Fig. - Scheme of a cryomicroscope. 1 = Objective of the microscope; 2 = cover-glass;
3 = sample; 4 = sample support; 5 = electrical heating; 6 = cooling chamber with LN2
connection; 7 = vacuum connection.
• At the present time, low temperature scanning electron
microscopy for morphological purposes may be considered to
be well established and routine.
• Frozen-hydrated bulk samples prepared for SEM can show
details of fluid-filled and air-filled spaces which are not readily
apparent in fixed and dried specimens.
Freeze-drying
• Freeze-drying is a process in which frozen material is dried
through the sublimation of ice.
• Freezing and freeze-drying techniques have become standard
methods for the long-term maintenance of bacterial cultures.
• The procedure consists of the three stages:
• Freezing - Initially the material is frozen, causing a physical
separation of the water as ice from the solids.

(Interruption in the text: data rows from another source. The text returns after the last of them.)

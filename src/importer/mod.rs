// ==========================================
// 整车配置规划 - 导入层
// ==========================================
// 职责: 外部目录数据导入/导出
// 支持: Excel, CSV (单表/目录), JSON 数据包
// ==========================================

// 模块声明
pub mod catalog_importer;
pub mod catalog_mapper;
pub mod error;
pub mod file_parser;

// 重导出核心类型
pub use catalog_importer::{CatalogImporter, CatalogImporterImpl, ImportSummary};
pub use catalog_mapper::{CatalogMapper, SheetTable};
pub use error::{ImportError, ImportResult};
pub use file_parser::{CsvParser, ExcelParser, FileParser, UniversalFileParser};
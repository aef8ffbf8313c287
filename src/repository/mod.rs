// ==========================================
// 整车配置规划 - 数据仓储层
// ==========================================
// 职责: 提供数据访问接口,屏蔽数据库细节
// 约束: 所有查询使用参数化,防止 SQL 注入
// 红线: Repository 不含业务逻辑
// ==========================================

pub mod bundle_repo;
pub mod catalog_repo;
pub mod error;
pub mod json_column;
pub mod rule_repo;
pub mod scenario_repo;
pub mod snapshot_provider;
pub mod version_repo;

// 重导出核心仓储
pub use bundle_repo::CatalogBundleRepository;
pub use catalog_repo::{FeatureClassRepository, ProductRepository, RegionRepository};
pub use error::{RepositoryError, RepositoryResult};
pub use rule_repo::{
    ConfigurationRuleFilter, ConfigurationRuleRepository, DependencyRuleFilter,
    DependencyRuleRepository,
};
pub use scenario_repo::ProbabilityScenarioRepository;
pub use snapshot_provider::{InMemorySnapshotProvider, SnapshotProvider, SqliteSnapshotProvider};
pub use version_repo::{CatalogVersionRecord, CatalogVersionRepository};
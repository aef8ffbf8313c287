// ==========================================
// 整车配置规划 - 导入模块错误类型
// ==========================================
// 工具: thiserror 派生宏
// ==========================================

use crate::repository::error::RepositoryError;
use thiserror::Error;

/// 导入模块错误类型
#[derive(Error, Debug)]
pub enum ImportError {
    // ===== 文件相关错误 =====
    #[error("文件不存在: {0}")]
    FileNotFound(String),

    #[error("文件格式不支持: {0}（仅支持 .xlsx/.xls/.csv/.json 或 CSV 目录）")]
    UnsupportedFormat(String),

    #[error("文件读取失败: {0}")]
    FileReadError(String),

    #[error("文件写入失败: {0}")]
    FileWriteError(String),

    #[error("Excel 解析失败: {0}")]
    ExcelParseError(String),

    #[error("CSV 解析失败: {0}")]
    CsvParseError(String),

    #[error("JSON 解析失败: {0}")]
    JsonParseError(String),

    // ===== 数据映射错误 =====
    #[error("字段映射失败 (表 {sheet}, 行 {row}): {message}")]
    FieldMappingError {
        sheet: String,
        row: usize,
        message: String,
    },

    #[error("类型转换失败 (表 {sheet}, 行 {row}, 字段 {field}): {message}")]
    TypeConversionError {
        sheet: String,
        row: usize,
        field: String,
        message: String,
    },

    // ===== 落库错误 =====
    #[error("数据写入失败: {0}")]
    Repository(#[from] RepositoryError),

    #[error("后台任务失败: {0}")]
    TaskError(String),

    // ===== 通用错误 =====
    #[error(transparent)]
    Other(#[from] anyhow::Error),
}

// 实现 From<std::io::Error>
impl From<std::io::Error> for ImportError {
    fn from(err: std::io::Error) -> Self {
        ImportError::FileReadError(err.to_string())
    }
}

// 实现 From<csv::Error>
impl From<csv::Error> for ImportError {
    fn from(err: csv::Error) -> Self {
        ImportError::CsvParseError(err.to_string())
    }
}

// 实现 From<calamine::Error>
impl From<calamine::Error> for ImportError {
    fn from(err: calamine::Error) -> Self {
        ImportError::ExcelParseError(err.to_string())
    }
}

// 实现 From<serde_json::Error>
impl From<serde_json::Error> for ImportError {
    fn from(err: serde_json::Error) -> Self {
        ImportError::JsonParseError(err.to_string())
    }
}

// 实现 From<tokio::task::JoinError>
impl From<tokio::task::JoinError> for ImportError {
    fn from(err: tokio::task::JoinError) -> Self {
        ImportError::TaskError(err.to_string())
    }
}

/// Result 类型别名
pub type ImportResult<T> = Result<T, ImportError>;
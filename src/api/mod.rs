// ==========================================
// 整车配置规划 - API 层
// ==========================================
// 职责: 提供进程内业务 API,供 CLI / 宿主应用调用
// ==========================================

pub mod catalog_api;
pub mod configuration_api;
pub mod error;
pub mod probability_api;
pub mod validator;

// 重导出核心类型
pub use catalog_api::{CatalogApi, RestoreSummary};
pub use configuration_api::ConfigurationApi;
pub use error::{ApiError, ApiResult};
pub use probability_api::ProbabilityApi;
pub use validator::InputValidator;
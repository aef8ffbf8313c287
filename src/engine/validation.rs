// ==========================================
// 整车配置规划 - 规则结构校验
// ==========================================
// 职责: 在求值前对规则集做结构性检查 (fail-fast)
// 红线: 任一规则结构错误则整个调用失败,不返回部分结果
// ==========================================

use crate::domain::rule::{ConfigurationRule, DependencyRule};
use crate::engine::error::{EngineError, EngineResult};

fn is_blank(s: &str) -> bool {
    s.trim().is_empty()
}

fn malformed(rule_id: &str, reason: impl Into<String>) -> EngineError {
    EngineError::MalformedRule {
        rule_id: rule_id.to_string(),
        reason: reason.into(),
    }
}

fn malformed_dependency(rule_id: &str, reason: impl Into<String>) -> EngineError {
    EngineError::MalformedDependencyRule {
        rule_id: rule_id.to_string(),
        reason: reason.into(),
    }
}

/// 校验配置规则集
///
/// # 规则
/// 1. rule.id 不能为空
/// 2. 每个条件必须有 class_id 且 values 非空
/// 3. 每个结果必须有 class_id 且 values 非空
///
/// 条件为空是合法的 (无条件规则)。
pub fn validate_configuration_rules(rules: &[ConfigurationRule]) -> EngineResult<()> {
    for (idx, rule) in rules.iter().enumerate() {
        if is_blank(&rule.id) {
            return Err(malformed(&format!("#{}", idx), "规则ID为空"));
        }

        for (pos, condition) in rule.conditions.iter().enumerate() {
            if is_blank(&condition.class_id) {
                return Err(malformed(&rule.id, format!("第{}个条件缺少 classId", pos + 1)));
            }
            if condition.values.is_empty() {
                return Err(malformed(
                    &rule.id,
                    format!("第{}个条件 ({}) 未指定特征值", pos + 1, condition.class_id),
                ));
            }
        }

        for (pos, result) in rule.results.iter().enumerate() {
            if is_blank(&result.class_id) {
                return Err(malformed(&rule.id, format!("第{}个结果缺少 classId", pos + 1)));
            }
            if result.values.is_empty() {
                return Err(malformed(
                    &rule.id,
                    format!("第{}个结果 ({}) 未指定特征值", pos + 1, result.class_id),
                ));
            }
        }
    }
    Ok(())
}

/// 校验依赖规则集
///
/// # 规则
/// 1. rule.id / source_class / target_class 不能为空
/// 2. source_values 与 distribution 不能为空
pub fn validate_dependency_rules(rules: &[DependencyRule]) -> EngineResult<()> {
    for (idx, rule) in rules.iter().enumerate() {
        if is_blank(&rule.id) {
            return Err(malformed_dependency(&format!("#{}", idx), "规则ID为空"));
        }
        if is_blank(&rule.source_class) {
            return Err(malformed_dependency(&rule.id, "缺少 sourceClass"));
        }
        if is_blank(&rule.target_class) {
            return Err(malformed_dependency(&rule.id, "缺少 targetClass"));
        }
        if rule.source_values.is_empty() {
            return Err(malformed_dependency(&rule.id, "sourceValues 为空"));
        }
        if rule.distribution.is_empty() {
            return Err(malformed_dependency(&rule.id, "distribution 为空"));
        }
    }
    Ok(())
}
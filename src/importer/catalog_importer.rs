// ==========================================
// 整车配置规划 - 目录数据导入/导出器
// ==========================================
// 流程: 解析 → 映射 → 落库 (Replace / Merge)
// 格式: Excel 工作簿 / CSV 目录 / JSON 数据包
// 说明: 文件与数据库操作为阻塞 IO,放入 spawn_blocking
// ==========================================

use crate::domain::snapshot::{CatalogBundle, ImportMode};
use crate::importer::catalog_mapper::CatalogMapper;
use crate::importer::error::{ImportError, ImportResult};
use crate::importer::file_parser::{CsvParser, UniversalFileParser};
use crate::repository::CatalogBundleRepository;
use async_trait::async_trait;
use chrono::Utc;
use serde::Serialize;
use std::path::{Path, PathBuf};
use std::sync::Arc;
use std::time::Instant;
use tracing::{debug, error, info, instrument};

/// 导入汇总
#[derive(Debug, Clone, PartialEq, Serialize)]
#[serde(rename_all = "camelCase")]
pub struct ImportSummary {
    pub mode: ImportMode,
    pub products: usize,
    pub classes: usize,
    pub characteristics: usize,
    pub regions: usize,
    pub configuration_rules: usize,
    pub dependency_rules: usize,
    /// Replace: 写入记录数;Merge: 新追加记录数
    pub written: usize,
    pub elapsed_ms: u64,
}

impl ImportSummary {
    fn from_bundle(bundle: &CatalogBundle, mode: ImportMode) -> Self {
        Self {
            mode,
            products: bundle.products.len(),
            classes: bundle.classes.len(),
            characteristics: bundle.classes.iter().map(|c| c.characteristics.len()).sum(),
            regions: bundle.regions.len(),
            configuration_rules: bundle.configuration_rules.len(),
            dependency_rules: bundle.dependency_rules.len(),
            written: 0,
            elapsed_ms: 0,
        }
    }
}

// ==========================================
// CatalogImporter Trait
// ==========================================
#[async_trait]
pub trait CatalogImporter: Send + Sync {
    /// 从表格文件导入 (.xlsx/.xls/.csv 或 CSV 目录)
    async fn import_file(&self, path: &Path, mode: ImportMode) -> ImportResult<ImportSummary>;

    /// 从 JSON 数据包导入
    async fn import_json_bundle(&self, path: &Path, mode: ImportMode) -> ImportResult<ImportSummary>;

    /// 导出 JSON 数据包,返回导出的记录数
    async fn export_json(&self, path: &Path) -> ImportResult<usize>;

    /// 导出为 CSV 目录 (每表一个文件),返回写出的文件
    async fn export_csv_dir(&self, dir: &Path) -> ImportResult<Vec<PathBuf>>;
}

// ==========================================
// CatalogImporterImpl
// ==========================================
pub struct CatalogImporterImpl {
    bundle_repo: Arc<CatalogBundleRepository>,
}

impl CatalogImporterImpl {
    pub fn new(bundle_repo: Arc<CatalogBundleRepository>) -> Self {
        Self { bundle_repo }
    }

    /// 落库并补全汇总
    async fn store(
        &self,
        bundle: CatalogBundle,
        mode: ImportMode,
        start: Instant,
    ) -> ImportResult<ImportSummary> {
        let mut summary = ImportSummary::from_bundle(&bundle, mode);
        let repo = Arc::clone(&self.bundle_repo);

        debug!("写入数据库");
        summary.written = tokio::task::spawn_blocking(move || repo.store(bundle, mode)).await??;
        summary.elapsed_ms = start.elapsed().as_millis() as u64;

        info!(
            mode = ?summary.mode,
            written = summary.written,
            classes = summary.classes,
            configuration_rules = summary.configuration_rules,
            dependency_rules = summary.dependency_rules,
            elapsed_ms = summary.elapsed_ms,
            "目录导入完成"
        );
        Ok(summary)
    }
}

#[async_trait]
impl CatalogImporter for CatalogImporterImpl {
    #[instrument(skip(self), fields(path = %path.display()))]
    async fn import_file(&self, path: &Path, mode: ImportMode) -> ImportResult<ImportSummary> {
        let start = Instant::now();
        info!(?mode, "开始导入目录表格");

        // === 步骤 1: 解析文件 ===
        let owned = path.to_path_buf();
        let sheets = tokio::task::spawn_blocking(move || UniversalFileParser.parse(&owned))
            .await?
            .map_err(|e| {
                error!(error = %e, "文件解析失败");
                e
            })?;
        debug!(sheets = sheets.len(), "文件解析完成");

        // === 步骤 2: 映射 ===
        let bundle = CatalogMapper.map_sheets(&sheets).map_err(|e| {
            error!(error = %e, "字段映射失败");
            e
        })?;

        // === 步骤 3: 落库 ===
        self.store(bundle, mode, start).await
    }

    #[instrument(skip(self), fields(path = %path.display()))]
    async fn import_json_bundle(&self, path: &Path, mode: ImportMode) -> ImportResult<ImportSummary> {
        let start = Instant::now();
        if !path.exists() {
            return Err(ImportError::FileNotFound(path.display().to_string()));
        }

        let content = tokio::fs::read_to_string(path).await?;
        let bundle: CatalogBundle = serde_json::from_str(&content)?;
        debug!(records = bundle.record_count(), "JSON 数据包解析完成");

        self.store(bundle, mode, start).await
    }

    async fn export_json(&self, path: &Path) -> ImportResult<usize> {
        let repo = Arc::clone(&self.bundle_repo);
        let mut bundle = tokio::task::spawn_blocking(move || repo.load()).await??;
        bundle.export_date = Some(Utc::now());

        let content = serde_json::to_string_pretty(&bundle)?;
        tokio::fs::write(path, content)
            .await
            .map_err(|e| ImportError::FileWriteError(e.to_string()))?;

        let count = bundle.record_count();
        info!(path = %path.display(), records = count, "JSON 数据包已导出");
        Ok(count)
    }

    async fn export_csv_dir(&self, dir: &Path) -> ImportResult<Vec<PathBuf>> {
        let repo = Arc::clone(&self.bundle_repo);
        let bundle = tokio::task::spawn_blocking(move || repo.load()).await??;
        let tables = CatalogMapper.to_tables(&bundle)?;

        let dir = dir.to_path_buf();
        let written = tokio::task::spawn_blocking(move || -> ImportResult<Vec<PathBuf>> {
            std::fs::create_dir_all(&dir).map_err(|e| ImportError::FileWriteError(e.to_string()))?;
            let mut files = Vec::with_capacity(tables.len());
            for table in &tables {
                let file = dir.join(format!("{}.csv", table.name));
                CsvParser.write_rows(&file, table.headers, &table.rows)?;
                files.push(file);
            }
            Ok(files)
        })
        .await??;

        info!(files = written.len(), "CSV 目录已导出");
        Ok(written)
    }
}

#[cfg(test)]
mod tests {
    use super::*;
    use crate::db::open_sqlite_connection;
    use std::sync::Mutex;
    use tempfile::TempDir;

    fn importer(dir: &TempDir) -> CatalogImporterImpl {
        let conn = open_sqlite_connection(dir.path().join("t.db").to_str().unwrap()).unwrap();
        crate::db::init_schema(&conn).unwrap();
        let repo = CatalogBundleRepository::from_connection(Arc::new(Mutex::new(conn)));
        CatalogImporterImpl::new(Arc::new(repo))
    }

    #[tokio::test]
    async fn test_csv_export_then_import_keeps_counts() {
        let dir = TempDir::new().unwrap();
        let source = importer(&dir);
        source
            .bundle_repo
            .store(crate::sample_data::sample_bundle(), ImportMode::Replace)
            .unwrap();

        let out = dir.path().join("csv");
        let files = source.export_csv_dir(&out).await.unwrap();
        assert_eq!(files.len(), 6);

        let target_dir = TempDir::new().unwrap();
        let target = importer(&target_dir);
        let summary = target.import_file(&out, ImportMode::Replace).await.unwrap();
        assert_eq!(summary.classes, 6);
        assert_eq!(summary.regions, 7);
        assert_eq!(summary.configuration_rules, 5);
        assert_eq!(summary.dependency_rules, 11);

        let reloaded = target.bundle_repo.load().unwrap();
        assert_eq!(reloaded.classes, crate::sample_data::sample_bundle().classes);
    }

    #[tokio::test]
    async fn test_missing_json_bundle() {
        let dir = TempDir::new().unwrap();
        let err = importer(&dir)
            .import_json_bundle(&dir.path().join("none.json"), ImportMode::Merge)
            .await
            .unwrap_err();
        assert!(matches!(err, ImportError::FileNotFound(_)));
    }
}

• Sublimation - The ice is removed from the product by direct
conversion to vapor (sublimation), energy is required in the
form of heat.
• Desorption - Following the removal of ice crystals, what
remains of the product is a concentrated solute phase which
will become, at the end of the process, the freeze-dried
material.
• Storage of freeze-dried biological material is extremely cost
efficient as no expensive and bulky liquid nitrogen containers
are necessary.
• The material may be stored at ambient temperature and
unlike cryogenic storage, there is no risk of equipment
malfunction or of personal injury from liquid nitrogen.
• Freeze drying is useful for gene banking of genetic resources
with the objective of regenerating live animals and recovering
lost breeds.
• However, freeze drying generally reduces cell viability.
• Therefore, standard insemination procedures generally
cannot be used for freeze-dried sperm.
• However, freeze-dried sperm have been successfully used to
produce live offspring using ICSI in mice and rabbits.